Task prompt -
The records are to be copied in their entirety, exactly as given.

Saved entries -

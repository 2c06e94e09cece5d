//! Native Auth Data Types
//!
//! Configuration, flow parameters, wire payloads and account types.

pub mod account;
pub mod config;
pub mod parameters;
pub mod responses;

pub use account::{AccessToken, StoredTokens, UserAccountResult};
pub use config::{ChallengeType, NativeAuthConfig, DEFAULT_RETRY_COUNT, DEFAULT_RETRY_INTERVAL};
pub use parameters::{
    RequestContext, ResetPasswordParameters, SignInParameters, SignUpParameters, UserAttributes,
};
pub use responses::{
    AttributeRef, ChallengeChannel, ChallengeTypeIssued, ChannelType, PollStatus,
    RequiredAttribute, TokenResponse,
};
//! Reset-Password Delegates

use async_trait::async_trait;
use uuid::Uuid;

use crate::controllers::{
    ResetPasswordResendCodeResult, ResetPasswordStartResult, ResetPasswordSubmitCodeResult,
    ResetPasswordSubmitPasswordResult,
};
use crate::delegates::Dispatch;
use crate::error::public::messages;
use crate::error::{
    PasswordRequiredError, ResendCodeError, ResetPasswordStartError, VerifyCodeError,
};
use crate::states::{
    ResetPasswordCodeRequiredState, ResetPasswordRequiredState, SignInAfterResetPasswordState,
};
use crate::telemetry::EventHandle;
use crate::types::responses::ChannelType;

/// Delegate for the start of a password-reset flow.
#[async_trait]
pub trait ResetPasswordStartDelegate: Send + Sync {
    /// Mandatory error callback.
    async fn on_reset_password_start_error(&self, error: ResetPasswordStartError);

    async fn on_reset_password_code_required(
        &self,
        state: ResetPasswordCodeRequiredState,
        sent_to: String,
        channel: ChannelType,
        code_length: usize,
    ) -> Dispatch {
        let _ = (state, sent_to, channel, code_length);
        Dispatch::Declined
    }
}

pub(crate) async fn dispatch_start<D: ResetPasswordStartDelegate + ?Sized>(
    result: ResetPasswordStartResult,
    event: EventHandle,
    delegate: &D,
    correlation_id: Uuid,
) {
    match result {
        ResetPasswordStartResult::CodeRequired {
            state,
            sent_to,
            channel,
            code_length,
        } => {
            match delegate
                .on_reset_password_code_required(state, sent_to, channel, code_length)
                .await
            {
                Dispatch::Handled => event.success(),
                Dispatch::Declined => {
                    let method = "on_reset_password_code_required";
                    event.failure(method);
                    delegate
                        .on_reset_password_start_error(
                            ResetPasswordStartError::general_with_message(
                                messages::not_implemented(method),
                                correlation_id,
                            ),
                        )
                        .await;
                }
            }
        }
        ResetPasswordStartResult::Error { error } => {
            event.failure(format!("{:?}", error.kind()));
            delegate.on_reset_password_start_error(error).await;
        }
    }
}

/// Delegate for submitting the reset code.
#[async_trait]
pub trait ResetPasswordVerifyCodeDelegate: Send + Sync {
    /// Mandatory error callback. A retryable state accompanies invalid-code
    /// errors.
    async fn on_reset_password_verify_code_error(
        &self,
        error: VerifyCodeError,
        state: Option<ResetPasswordCodeRequiredState>,
    );

    async fn on_password_required(&self, state: ResetPasswordRequiredState) -> Dispatch {
        let _ = state;
        Dispatch::Declined
    }
}

pub(crate) async fn dispatch_submit_code<D: ResetPasswordVerifyCodeDelegate + ?Sized>(
    result: ResetPasswordSubmitCodeResult,
    event: EventHandle,
    delegate: &D,
    correlation_id: Uuid,
) {
    match result {
        ResetPasswordSubmitCodeResult::PasswordRequired { state } => {
            match delegate.on_password_required(state).await {
                Dispatch::Handled => event.success(),
                Dispatch::Declined => {
                    let method = "on_password_required";
                    event.failure(method);
                    delegate
                        .on_reset_password_verify_code_error(
                            VerifyCodeError::general_with_message(
                                messages::not_implemented(method),
                                correlation_id,
                            ),
                            None,
                        )
                        .await;
                }
            }
        }
        ResetPasswordSubmitCodeResult::InvalidCode { error, state } => {
            event.failure(format!("{:?}", error.kind()));
            delegate
                .on_reset_password_verify_code_error(error, Some(state))
                .await;
        }
        ResetPasswordSubmitCodeResult::Error { error } => {
            event.failure(format!("{:?}", error.kind()));
            delegate
                .on_reset_password_verify_code_error(error, None)
                .await;
        }
    }
}

/// Delegate for resending the reset code.
#[async_trait]
pub trait ResetPasswordResendCodeDelegate: Send + Sync {
    /// Mandatory error callback.
    async fn on_reset_password_resend_code_error(&self, error: ResendCodeError);

    async fn on_reset_password_resend_code_required(
        &self,
        state: ResetPasswordCodeRequiredState,
        sent_to: String,
        channel: ChannelType,
        code_length: usize,
    ) -> Dispatch {
        let _ = (state, sent_to, channel, code_length);
        Dispatch::Declined
    }
}

pub(crate) async fn dispatch_resend_code<D: ResetPasswordResendCodeDelegate + ?Sized>(
    result: ResetPasswordResendCodeResult,
    event: EventHandle,
    delegate: &D,
    correlation_id: Uuid,
) {
    match result {
        ResetPasswordResendCodeResult::CodeRequired {
            state,
            sent_to,
            channel,
            code_length,
        } => {
            match delegate
                .on_reset_password_resend_code_required(state, sent_to, channel, code_length)
                .await
            {
                Dispatch::Handled => event.success(),
                Dispatch::Declined => {
                    let method = "on_reset_password_resend_code_required";
                    event.failure(method);
                    delegate
                        .on_reset_password_resend_code_error(
                            ResendCodeError::general_with_message(
                                messages::not_implemented(method),
                                correlation_id,
                            ),
                        )
                        .await;
                }
            }
        }
        ResetPasswordResendCodeResult::Error { error } => {
            event.failure(format!("{:?}", error.kind()));
            delegate.on_reset_password_resend_code_error(error).await;
        }
    }
}

/// Delegate for submitting the new password.
#[async_trait]
pub trait ResetPasswordRequiredDelegate: Send + Sync {
    /// Mandatory error callback. A retryable state accompanies
    /// invalid-password errors.
    async fn on_reset_password_required_error(
        &self,
        error: PasswordRequiredError,
        state: Option<ResetPasswordRequiredState>,
    );

    async fn on_reset_password_completed(&self, state: SignInAfterResetPasswordState) -> Dispatch {
        let _ = state;
        Dispatch::Declined
    }
}

pub(crate) async fn dispatch_submit_password<D: ResetPasswordRequiredDelegate + ?Sized>(
    result: ResetPasswordSubmitPasswordResult,
    event: EventHandle,
    delegate: &D,
    correlation_id: Uuid,
) {
    match result {
        ResetPasswordSubmitPasswordResult::Completed { state } => {
            match delegate.on_reset_password_completed(state).await {
                Dispatch::Handled => event.success(),
                Dispatch::Declined => {
                    let method = "on_reset_password_completed";
                    event.failure(method);
                    delegate
                        .on_reset_password_required_error(
                            PasswordRequiredError::general_with_message(
                                messages::not_implemented(method),
                                correlation_id,
                            ),
                            None,
                        )
                        .await;
                }
            }
        }
        ResetPasswordSubmitPasswordResult::InvalidPassword { error, state } => {
            event.failure(format!("{:?}", error.kind()));
            delegate
                .on_reset_password_required_error(error, Some(state))
                .await;
        }
        ResetPasswordSubmitPasswordResult::Error { error } => {
            event.failure(format!("{:?}", error.kind()));
            delegate.on_reset_password_required_error(error, None).await;
        }
    }
}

Output -
repository 2c06e94e09cece5d
//! Native Auth Data Types
//!
//! Configuration, flow parameters, wire payloads and account types.

pub mod account;
pub mod config;
pub mod parameters;
pub mod responses;

pub use account::{AccessToken, StoredTokens, UserAccountResult};
pub use config::{ChallengeType, NativeAuthConfig, DEFAULT_RETRY_COUNT, DEFAULT_RETRY_INTERVAL};
pub use parameters::{
    RequestContext, ResetPasswordParameters, SignInParameters, SignUpParameters, UserAttributes,
};
pub use responses::{
    AttributeRef, ChallengeChannel, ChallengeTypeIssued, ChannelType, PollStatus,
    RequiredAttribute, TokenResponse,
};
//! Reset-Password Delegates

use async_trait::async_trait;
use uuid::Uuid;

use crate::controllers::{
    ResetPasswordResendCodeResult, ResetPasswordStartResult, ResetPasswordSubmitCodeResult,
    ResetPasswordSubmitPasswordResult,
};
use crate::delegates::Dispatch;
use crate::error::public::messages;
use crate::error::{
    PasswordRequiredError, ResendCodeError, ResetPasswordStartError, VerifyCodeError,
};
use crate::states::{
    ResetPasswordCodeRequiredState, ResetPasswordRequiredState, SignInAfterResetPasswordState,
};
use crate::telemetry::EventHandle;
use crate::types::responses::ChannelType;

/// Delegate for the start of a password-reset flow.
#[async_trait]
pub trait ResetPasswordStartDelegate: Send + Sync {
    /// Mandatory error callback.
    async fn on_reset_password_start_error(&self, error: ResetPasswordStartError);

    async fn on_reset_password_code_required(
        &self,
        state: ResetPasswordCodeRequiredState,
        sent_to: String,
        channel: ChannelType,
        code_length: usize,
    ) -> Dispatch {
        let _ = (state, sent_to, channel, code_length);
        Dispatch::Declined
    }
}

pub(crate) async fn dispatch_start<D: ResetPasswordStartDelegate + ?Sized>(
    result: ResetPasswordStartResult,
    event: EventHandle,
    delegate: &D,
    correlation_id: Uuid,
) {
    match result {
        ResetPasswordStartResult::CodeRequired {
            state,
            sent_to,
            channel,
            code_length,
        } => {
            match delegate
                .on_reset_password_code_required(state, sent_to, channel, code_length)
                .await
            {
                Dispatch::Handled => event.success(),
                Dispatch::Declined => {
                    let method = "on_reset_password_code_required";
                    event.failure(method);
                    delegate
                        .on_reset_password_start_error(
                            ResetPasswordStartError::general_with_message(
                                messages::not_implemented(method),
                                correlation_id,
                            ),
                        )
                        .await;
                }
            }
        }
        ResetPasswordStartResult::Error { error } => {
            event.failure(format!("{:?}", error.kind()));
            delegate.on_reset_password_start_error(error).await;
        }
    }
}

/// Delegate for submitting the reset code.
#[async_trait]
pub trait ResetPasswordVerifyCodeDelegate: Send + Sync {
    /// Mandatory error callback. A retryable state accompanies invalid-code
    /// errors.
    async fn on_reset_password_verify_code_error(
        &self,
        error: VerifyCodeError,
        state: Option<ResetPasswordCodeRequiredState>,
    );

    async fn on_password_required(&self, state: ResetPasswordRequiredState) -> Dispatch {
        let _ = state;
        Dispatch::Declined
    }
}

pub(crate) async fn dispatch_submit_code<D: ResetPasswordVerifyCodeDelegate + ?Sized>(
    result: ResetPasswordSubmitCodeResult,
    event: EventHandle,
    delegate: &D,
    correlation_id: Uuid,
) {
    match result {
        ResetPasswordSubmitCodeResult::PasswordRequired { state } => {
            match delegate.on_password_required(state).await {
                Dispatch::Handled => event.success(),
                Dispatch::Declined => {
                    let method = "on_password_required";
                    event.failure(method);
                    delegate
                        .on_reset_password_verify_code_error(
                            VerifyCodeError::general_with_message(
                                messages::not_implemented(method),
                                correlation_id,
                            ),
                            None,
                        )
                        .await;
                }
            }
        }
        ResetPasswordSubmitCodeResult::InvalidCode { error, state } => {
            event.failure(format!("{:?}", error.kind()));
            delegate
                .on_reset_password_verify_code_error(error, Some(state))
                .await;
        }
        ResetPasswordSubmitCodeResult::Error { error } => {
            event.failure(format!("{:?}", error.kind()));
            delegate
                .on_reset_password_verify_code_error(error, None)
                .await;
        }
    }
}

/// Delegate for resending the reset code.
#[async_trait]
pub trait ResetPasswordResendCodeDelegate: Send + Sync {
    /// Mandatory error callback.
    async fn on_reset_password_resend_code_error(&self, error: ResendCodeError);

    async fn on_reset_password_resend_code_required(
        &self,
        state: ResetPasswordCodeRequiredState,
        sent_to: String,
        channel: ChannelType,
        code_length: usize,
    ) -> Dispatch {
        let _ = (state, sent_to, channel, code_length);
        Dispatch::Declined
    }
}

pub(crate) async fn dispatch_resend_code<D: ResetPasswordResendCodeDelegate + ?Sized>(
    result: ResetPasswordResendCodeResult,
    event: EventHandle,
    delegate: &D,
    correlation_id: Uuid,
) {
    match result {
        ResetPasswordResendCodeResult::CodeRequired {
            state,
            sent_to,
            channel,
            code_length,
        } => {
            match delegate
                .on_reset_password_resend_code_required(state, sent_to, channel, code_length)
                .await
            {
                Dispatch::Handled => event.success(),
                Dispatch::Declined => {
                    let method = "on_reset_password_resend_code_required";
                    event.failure(method);
                    delegate
                        .on_reset_password_resend_code_error(
                            ResendCodeError::general_with_message(
                                messages::not_implemented(method),
                                correlation_id,
                            ),
                        )
                        .await;
                }
            }
        }
        ResetPasswordResendCodeResult::Error { error } => {
            event.failure(format!("{:?}", error.kind()));
            delegate.on_reset_password_resend_code_error(error).await;
        }
    }
}

/// Delegate for submitting the new password.
#[async_trait]
pub trait ResetPasswordRequiredDelegate: Send + Sync {
    /// Mandatory error callback. A retryable state accompanies
    /// invalid-password errors.
    async fn on_reset_password_required_error(
        &self,
        error: PasswordRequiredError,
        state: Option<ResetPasswordRequiredState>,
    );

    async fn on_reset_password_completed(&self, state: SignInAfterResetPasswordState) -> Dispatch {
        let _ = state;
        Dispatch::Declined
    }
}

pub(crate) async fn dispatch_submit_password<D: ResetPasswordRequiredDelegate + ?Sized>(
    result: ResetPasswordSubmitPasswordResult,
    event: EventHandle,
    delegate: &D,
    correlation_id: Uuid,
) {
    match result {
        ResetPasswordSubmitPasswordResult::Completed { state } => {
            match delegate.on_reset_password_completed(state).await {
                Dispatch::Handled => event.success(),
                Dispatch::Declined => {
                    let method = "on_reset_password_completed";
                    event.failure(method);
                    delegate
                        .on_reset_password_required_error(
                            PasswordRequiredError::general_with_message(
                                messages::not_implemented(method),
                                correlation_id,
                            ),
                            None,
                        )
                        .await;
                }
            }
        }
        ResetPasswordSubmitPasswordResult::InvalidPassword { error, state } => {
            event.failure(format!("{:?}", error.kind()));
            delegate
                .on_reset_password_required_error(error, Some(state))
                .await;
        }
        ResetPasswordSubmitPasswordResult::Error { error } => {
            event.failure(format!("{:?}", error.kind()));
            delegate.on_reset_password_required_error(error, None).await;
        }
    }
}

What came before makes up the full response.